Western blot analysis

HepG2 and Hep3B cells (5 × 10⁵ cells) were seeded in T25 flasks. One day after seeding, cells were subjected to indicated treatment for 48 hr. Cells were rinsed with ice cold PBS followed by extraction in 500 μl RIPA lysis buffer (Life Technologies, Carlsbad, CA, USA). Equal amounts of proteins, as determined by the BCA protocol (Pierce, Rockford, IL, USA), were run on 10% Tris-Glycine gels (Invitrogen) and then transferred to PVDF membranes (Whatman).
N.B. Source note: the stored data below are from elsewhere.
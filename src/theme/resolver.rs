use super::{is_system, ColorScheme, ValueMap, LIGHT_THEME};

/// Everything the resolver looks at. Borrowed so callers never clone state
/// just to ask what the root should show.
#[derive(Debug, Clone, Copy)]
pub struct ResolveInput<'a> {
    pub selected: Option<&'a str>,
    pub system_preference: Option<&'a str>,
    pub forced_theme: Option<&'a str>,
    pub value_map: Option<&'a ValueMap>,
    pub default_theme: &'a str,
    pub enable_system: bool,
}

#[derive(Debug, Clone, PartialEq, Eq, Default)]
pub struct Resolution {
    /// Never `"system"` when system resolution is enabled.
    pub resolved_theme: Option<String>,
    pub display_value: Option<String>,
    pub color_scheme: Option<ColorScheme>,
}

impl Resolution {
    pub fn is_empty(&self) -> bool {
        self.resolved_theme.is_none()
    }
}

pub fn resolve(input: &ResolveInput<'_>) -> Resolution {
    let Some(effective) = input.forced_theme.or(input.selected) else {
        return Resolution::default();
    };

    let resolved_theme = if is_system(effective) && input.enable_system {
        input
            .system_preference
            .filter(|preference| !is_system(preference))
            .unwrap_or_else(|| unresolved_system_fallback(input.default_theme))
    } else {
        effective
    };

    let display_value = match input.value_map {
        Some(map) => map.get(resolved_theme).cloned(),
        None => Some(resolved_theme.to_string()),
    };

    let color_scheme = ColorScheme::from_theme(resolved_theme)
        .or_else(|| ColorScheme::from_theme(input.default_theme));

    Resolution {
        resolved_theme: Some(resolved_theme.to_string()),
        display_value,
        color_scheme,
    }
}

// An unknown platform preference behaves like the concrete default, or like a
// platform that does not prefer dark when the default itself is "system".
fn unresolved_system_fallback(default_theme: &str) -> &str {
    if is_system(default_theme) {
        LIGHT_THEME
    } else {
        default_theme
    }
}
The membranes were blocked with 0.1% I-Block (Applied Biosystems, Foster, CA, USA) in PBS-T (0.1% Tween-20), followed by incubation with primary antibodies against P-gp (ab170904, Abcam), MRP2 (R260, Cell Signaling), SF3B3 (ab209402, Abcam), GAPDH (ab9484, Abcam), CD9 (ab92726, Abcam), CD63 (ab134045, Abcam), and Alix (3A9, Cell Signaling). Bands were detected using SuperSignal West Pico chemiluminescent protein detection kits (Pierce). Each experiment was repeated three times. The densities of the bands were analyzed using ImageJ software.